Far from being dead, journalism has never been more important
“Journalism? You know it’s basically dying right?”
“Journalism? Have you got a backup option?”
“Journalism? Good luck with that.”
These are some of the responses I have received when I tell people that I am studying journalism. Some people seem to think it is irrelevant in the modern age, a dying art that back in the 1970s and 80s served a purpose but today just churns out stories with no substance or importance and are now suffering from the consequences.
Certainly, this is the way the Morrison Government seems to treat journalism and similar careers, with the government last year announcing that many arts subjects at university would have their prices doubled, with more ‘job-ready’ courses like STEM having their prices drastically reduced (maybe the government wants less journalists around so their potentially corrupt activities can go undetected...)
Don’t get me wrong, it isn’t all sunshine and rainbows in the journalism world; in certain sectors there is definitely some uncertainty about the future, and some websites and publications have had to shut down in recent years.
I’ll also be the first one to tell you that not all journalistic enterprises you see are ground-breaking and revolutionary. Some stories from the likes of A Current Affair or this story from the Daily Mail make you shake your head and realise that the satirical program Frontline actually wasn’t too far from the truth.
But does that mean we should give up on it, dismiss it and punish those who still want to pursue it? Does it mean journalism is dead?
Not by a long shot.
Journalism - whilst it may be different to what it was 20 years ago – is simply adapting to the modern world we live in. Even though hard copy newspapers are harder to come by, in their place the large newspapers worldwide are shifting online, using the internet and social media to share their stories. There has been an explosion of podcasts in the last 10 years in many different genres that have allowed journalists to experiment with new techniques and to reach new audiences.
And despite all this change and upheaval, it is dedicated journalists that have uncovered some of the biggest and most ground-breaking stories over this decade. Daniel Taylor, a journalist from the United Kingdom whilst working for The Guardian and The Observer won a Sports Journalist of the Year Award for his coverage of the shocking United Kingdom football sexual abuse scandal.
More recently and closer to home, Four Corners - with the help of News.Com political editor Samantha Maiden – helped uncover allegations of sexual assault, rape and misconduct that have been made against past and present members of parliament. Four Corners was also responsible for first documenting reports that alleged war crimes perpetrated by Australian Special Forces members took place in Afghanistan between 2005 and 2016.
This is definitely not a new phenomenon; in fact, throughout the 20th century, it was journalists that were at the forefront of some of the largest events and scandals.

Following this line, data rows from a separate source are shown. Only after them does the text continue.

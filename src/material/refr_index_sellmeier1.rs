//! Sellmeier (3 term) dispersion model
use serde::{Deserialize, Serialize};
use uom::si::length::micrometer;

use super::RefractiveIndex;
use crate::error::{LenstraceError, LtResult};

/// Three-term Sellmeier dispersion model.
///
/// n²(λ) = 1 + Σᵢ kᵢ·λ² / (λ² - lᵢ) with λ in µm and the lᵢ in µm².
#[derive(Clone, Serialize, Deserialize, Debug, PartialEq)]
pub struct RefrIndexSellmeier1 {
    k1: f64,
    k2: f64,
    k3: f64,
    l1: f64,
    l2: f64,
    l3: f64,
}
impl RefrIndexSellmeier1 {
    /// Create a new [`RefrIndexSellmeier1`] model from the given coefficients.
    #[must_use]
    pub const fn new(k1: f64, k2: f64, k3: f64, l1: f64, l2: f64, l3: f64) -> Self {
        Self {
            k1,
            k2,
            k3,
            l1,
            l2,
            l3,
        }
    }
}
impl RefractiveIndex for RefrIndexSellmeier1 {
    fn get_refractive_index(&self, wavelength: uom::si::f64::Length) -> LtResult<f64> {
        let lambda = wavelength.get::<micrometer>();
        let l_sq = lambda * lambda;
        let n_sq = 1.0
            + self.k1 * l_sq / (l_sq - self.l1)
            + self.k2 * l_sq / (l_sq - self.l2)
            + self.k3 * l_sq / (l_sq - self.l3);
        // near a resonance pole the terms blow up well past any physical
        // index; such wavelengths are outside the model's validity range
        const MAX_INDEX_SQUARED: f64 = 1.0e3;
        if !n_sq.is_finite() || n_sq <= 0.0 || n_sq > MAX_INDEX_SQUARED {
            return Err(LenstraceError::Material(
                "wavelength outside the validity range of the Sellmeier model".into(),
            ));
        }
        Ok(n_sq.sqrt())
    }
}

#[cfg(test)]
mod test {
    use super::*;
    use crate::nanometer;
    use approx::assert_abs_diff_eq;
    #[test]
    fn bk7_index() {
        // Schott N-BK7
        let m = RefrIndexSellmeier1::new(
            1.039_612_12,
            0.231_792_344,
            1.010_469_45,
            0.006_000_698_67,
            0.020_017_914_4,
            103.560_653,
        );
        assert_abs_diff_eq!(
            m.get_refractive_index(nanometer!(587.5618)).unwrap(),
            1.5168,
            epsilon = 1e-4
        );
        assert_abs_diff_eq!(
            m.get_refractive_index(nanometer!(656.2725)).unwrap(),
            1.5143,
            epsilon = 1e-4
        );
    }
    #[test]
    fn pole_wavelength() {
        let m = RefrIndexSellmeier1::new(1.0, 0.0, 0.0, 0.25, 0.0, 0.0);
        // λ² at (and just off) the resonance pole at 0.25 µm²
        assert!(m.get_refractive_index(nanometer!(500.0)).is_err());
        assert!(m.get_refractive_index(nanometer!(500.000_001)).is_err());
        // far from the pole the model is well behaved
        assert!(m.get_refractive_index(nanometer!(900.0)).is_ok());
    }
}
#![warn(missing_docs)]
//! Small helpers shared across the crate.
pub mod unit_macros;

/// Sample `points` values evenly spaced over `[start, stop]` (both ends included).
///
/// A single point collapses to `start`.
#[must_use]
pub fn linspace(start: f64, stop: f64, points: usize) -> Vec<f64> {
    match points {
        0 => Vec::new(),
        1 => vec![start],
        n => {
            let step = (stop - start) / (n - 1) as f64;
            (0..n).map(|i| (i as f64).mul_add(step, start)).collect()
        }
    }
}
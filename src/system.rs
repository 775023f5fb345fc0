#![warn(missing_docs)]
//! Module for handling a sequential optical system.
//!
//! An [`OpticalSystem`] owns an ordered sequence of [`Element`]s - object
//! first, image last - together with the system level metadata: the length
//! unit scale, the index of the aperture stop and the design wavelengths.
//! It answers all structural queries (track, global origins, mirror mask) and
//! carries the structural mutators (reverse, rescale, resize). The trace
//! modules only ever read it.
use std::fmt::Display;
use std::ops::Index;

use itertools::Itertools;
use nalgebra::Point3;
use serde::{Deserialize, Serialize};
use uom::si::f64::Length;
use uom::si::length::nanometer;

use crate::element::Element;
use crate::error::{LenstraceError, LtResult};
use crate::material::Material;
use crate::millimeter;
use crate::nanometer;
use crate::utils::linspace;

/// Transverse axis selecting the cut plane of [`OpticalSystem::surfaces_cut`].
#[derive(Debug, Clone, Copy, PartialEq, Eq)]
pub enum Axis {
    /// sagittal (x-z) plane
    X,
    /// meridional (y-z) plane
    Y,
}

/// An ordered sequence of [`Element`]s with system level metadata.
#[derive(Debug, Clone, PartialEq, Serialize, Deserialize)]
pub struct OpticalSystem {
    name: String,
    elements: Vec<Element>,
    stop: Option<usize>,
    scale: Length,
    native_scale: Length,
    wavelengths: Vec<Length>,
}

impl Default for OpticalSystem {
    fn default() -> Self {
        Self {
            name: String::new(),
            elements: Vec::new(),
            stop: None,
            scale: millimeter!(1.0),
            native_scale: millimeter!(1.0),
            wavelengths: vec![
                nanometer!(587.5618),
                nanometer!(486.1327),
                nanometer!(656.2725),
            ],
        }
    }
}
#![warn(missing_docs)]
//! Exact (geometric) ray tracing.
//!
//! Rays are traced as full 3D position/direction pairs: each surface is
//! intersected exactly in its local frame (quadratic solve for spheroids),
//! then the direction is bent by the vector form of Snell's law or, for
//! reflective surfaces, mirrored about the surface normal. Folded systems
//! are handled per element with the parity mask of
//! [`OpticalSystem::mirrored`].
//!
//! Bundles are launched through the entrance pupil predicted by a
//! [`ParaxialTrace`] and refined by [`GeometricTrace::aim_pupil`], a bounded
//! secant iteration on the real stop crossing. Individual rays may fail
//! (miss a surface, undergo unmodeled total internal reflection); a failure
//! is recorded per ray as data, never as an `Err` of the whole bundle.
use nalgebra::{Point3, Vector3};
use rayon::prelude::*;
use roots::{find_roots_quadratic, Roots};
use strum::{Display, EnumString};
use uom::si::f64::Length;

use crate::element::Element;
use crate::error::{LenstraceError, LtResult};
use crate::paraxial::ParaxialTrace;
use crate::system::OpticalSystem;
use crate::utils::linspace;

/// Deterministic pupil sampling patterns for ray bundles.
#[derive(Debug, Clone, Copy, PartialEq, Eq, Display, EnumString)]
#[strum(serialize_all = "lowercase")]
pub enum Distribution {
    /// Meridional axis first, then the sagittal axis, `nrays/2 + 1` points
    /// each; the pupil center appears once per axis.
    Cross,
    /// `nrays` points across the meridional pupil diameter.
    Fan,
}

/// Why a single ray could not be traced further.
#[derive(Debug, Clone, Copy, PartialEq, Eq)]
pub enum TraceFailure {
    /// The ray does not intersect the surface.
    Miss,
    /// Total internal reflection at a refracting surface.
    TotalInternalReflection,
}

/// Per-ray completion state.
#[derive(Debug, Clone, Copy, PartialEq, Eq)]
pub enum RayStatus {
    /// The ray reached the image element.
    Complete,
    /// The ray failed at `surface`; states up to the previous element are
    /// retained.
    Failed {
        /// element index where propagation stopped
        surface: usize,
        /// failure kind
        failure: TraceFailure,
    },
}

impl RayStatus {
    /// Returns `true` if the ray reached the image element.
    #[must_use]
    pub const fn is_complete(&self) -> bool {
        matches!(self, Self::Complete)
    }
}

// per-element propagation data, precomputed so the per-ray loop is
// infallible and free of material lookups
struct Step {
    origin: Point3<f64>,
    sigma: f64,
    curvature: f64,
    action: StepAction,
}

enum StepAction {
    Refract { mu: f64 },
    Reflect,
    Inert,
}

struct RayPath {
    y: Vec<Point3<f64>>,
    u: Vec<Vector3<f64>>,
    status: RayStatus,
}

/// Exact trace of a ray bundle through an [`OpticalSystem`].
///
/// `y` and `u` are indexed `[element][ray]`; row 0 holds the launch states
/// at the object plane. Rows past a ray's failing surface repeat its last
/// valid state.
#[derive(Debug, Clone)]
pub struct GeometricTrace {
    wavelength: Length,
    y: Vec<Vec<Point3<f64>>>,
    u: Vec<Vec<Vector3<f64>>>,
    status: Vec<RayStatus>,
}
use actix_web::{App, HttpServer, web::Data};
use std::sync::Arc;
use tracing::info;
use tracing_subscriber::EnvFilter;
use trusted_email_validator::openapi::ApiDoc;
use trusted_email_validator::{ValidatorConfig, ValidatorContext};
use utoipa::OpenApi;
use utoipa_swagger_ui::SwaggerUi;

/// Trusted Email Validator Service Entry Point
///
/// Loads configuration (including a `.env` file if present), reads the
/// reference lists up front so a bad deployment fails before serving, then
/// launches the Actix-web HTTP server.
///
/// # Endpoints
/// - REST: `/api/v1/...` (configured in routes)
/// - Swagger UI: `/swagger-ui/`
/// - OpenAPI spec: `/api-docs/openapi.json`
fn main() -> Result<(), Box<dyn std::error::Error>> {
    dotenv::dotenv().ok();
    tracing_subscriber::fmt()
        .with_env_filter(EnvFilter::try_from_default_env().unwrap_or_else(|_| EnvFilter::new("info")))
        .init();

    let config = ValidatorConfig::from_env()?;

    // The resolver owns its own runtime, so build it outside the server's.
    let context = Arc::new(ValidatorContext::from_config(&config)?);
    context.reference().get()?;

    info!("Listening on {}", config.bind_address);
    actix_web::rt::System::new().block_on(serve(Arc::clone(&context), &config.bind_address))?;

    Ok(())
}

async fn serve(context: Arc<ValidatorContext>, bind_address: &str) -> std::io::Result<()> {
    let context = Data::from(context);

    HttpServer::new(move || {
        let openapi = ApiDoc::openapi();

        App::new()
            .app_data(context.clone())
            .configure(trusted_email_validator::routes::configure)
            .service(SwaggerUi::new("/swagger-ui/{_:.*}").url("/api-docs/openapi.json", openapi))
    })
    .bind(bind_address)?
    .run()
    .await
}
/// Extracts a canonical address from free-form input.
///
/// # Examples
/// ```
/// use trusted_email_validator::validation::normalize::normalize_email;
///
/// assert_eq!(normalize_email("testing@gmail.com "), "testing@gmail.com");
/// ```
pub mod normalize;

/// Strict structural check of a normalized address.
///
/// # Examples
/// ```
/// use trusted_email_validator::validation::syntax::is_email_shaped;
///
/// assert!(is_email_shaped("shane@ima.museum"));
/// assert!(!is_email_shaped(""));
/// ```
pub mod syntax;

/// MX lookups behind the [`dnsmx::LookupMx`] seam, with a trust-dns
/// implementation and failure classification.
pub mod dnsmx;

/// Load-once store for the free-provider and common-username lists.
pub mod reference;

/// Membership tests against the reference lists.
pub mod classify;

The Pentagon Papers, the Panama Papers and the uncovering of the Watergate scandal were all spearheaded by determined journalists who wanted to share the truth and who wanted to hold those above us accountable for their actions.

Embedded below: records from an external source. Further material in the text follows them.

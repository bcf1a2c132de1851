use crate::config::{Settings, ValidatorConfig};
use crate::error::{Error, Result};
use crate::trust::TrustRules;
use crate::validation::dnsmx::{LookupMx, TrustDnsLookup};
use crate::validation::reference::ReferenceData;
use std::sync::Arc;
use tracing::info;

/// Process-level state shared by every session: the load-once reference
/// lists, the MX resolver, the trust rule registry and default settings.
///
/// Build one per process, register any extra rules, then hand out
/// `Arc<ValidatorContext>` to sessions.
pub struct ValidatorContext {
    reference: ReferenceData,
    resolver: Arc<dyn LookupMx>,
    rules: TrustRules,
    settings: Settings,
}

impl ValidatorContext {
    pub fn new(reference: ReferenceData, resolver: Arc<dyn LookupMx>) -> Self {
        Self {
            reference,
            resolver,
            rules: TrustRules::default(),
            settings: Settings::default(),
        }
    }

    /// Context backed by the system DNS resolver, with list paths and defaults
    /// taken from `config`. Reference data is not read until first needed.
    pub fn from_config(config: &ValidatorConfig) -> Result<Self> {
        let resolver = TrustDnsLookup::new(config.dns_timeout, config.dns_attempts)
            .map_err(Error::ResolverInit)?;
        info!(
            "DNS resolver initialized - timeout: {}ms, attempts: {}",
            config.dns_timeout.as_millis(),
            config.dns_attempts
        );

        Ok(Self::new(
            ReferenceData::new(&config.free_providers_path, &config.common_usernames_path),
            Arc::new(resolver),
        )
        .with_settings(config.settings))
    }

    pub fn with_rules(mut self, rules: TrustRules) -> Self {
        self.rules = rules;
        self
    }

    pub fn with_settings(mut self, settings: Settings) -> Self {
        self.settings = settings;
        self
    }

    pub fn rules_mut(&mut self) -> &mut TrustRules {
        &mut self.rules
    }

    pub fn rules(&self) -> &TrustRules {
        &self.rules
    }

    pub fn reference(&self) -> &ReferenceData {
        &self.reference
    }

    pub fn resolver(&self) -> &dyn LookupMx {
        self.resolver.as_ref()
    }

    pub fn settings(&self) -> Settings {
        self.settings
    }
}
use regex::Regex;
use std::sync::LazyLock;

static EMBEDDED_ADDRESS: LazyLock<Regex> = LazyLock::new(|| {
    Regex::new(r"(?i)['_a-z0-9.-]+@['a-z0-9.-]+\.['a-z0-9]{2,6}")
        .expect("embedded address pattern is valid")
});

/// Extracts the first address-shaped substring from free-form input.
///
/// Handles display names (`Name <addr>`), surrounding prose, trailing
/// punctuation and whitespace. When nothing address-shaped is found the input is
/// returned unchanged so the strict syntax check can reject it.
///
/// # Examples
/// ```
/// use trusted_email_validator::validation::normalize::normalize_email;
///
/// assert_eq!(normalize_email("Shane Devane <thingy@gmail.com>"), "thingy@gmail.com");
/// assert_eq!(normalize_email("not an address"), "not an address");
/// ```
pub fn normalize_email(input: &str) -> String {
    match EMBEDDED_ADDRESS.find(input) {
        Some(found) => found.as_str().trim().to_string(),
        None => input.to_string(),
    }
}

/// Splits an address at its last `@` into `(username, hostname)`.
///
/// Input without an `@` yields the whole string as the username and an empty
/// hostname.
pub fn split_address(email: &str) -> (&str, &str) {
    match email.rsplit_once('@') {
        Some((username, hostname)) => (username, hostname),
        None => (email, ""),
    }
}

And perhaps that is the main reason why journalism is still such a vital part of our society. Just take a look at countries without the press freedoms we enjoy, such as China, and how it allows them to exert dictatorial control over their people and to commit horrible atrocities.
It is why in this day and age – especially with the rise of ‘fake news’ and a concerning media monopoly in Australia - showing support for independent journalism is so important. We cannot let this die, not in the midst of a COVID pandemic and an impending climate crisis.
We need high quality independent journalism. It is invaluable to us. It helps bring about change and can be a real force for good.
It has never been more important than now.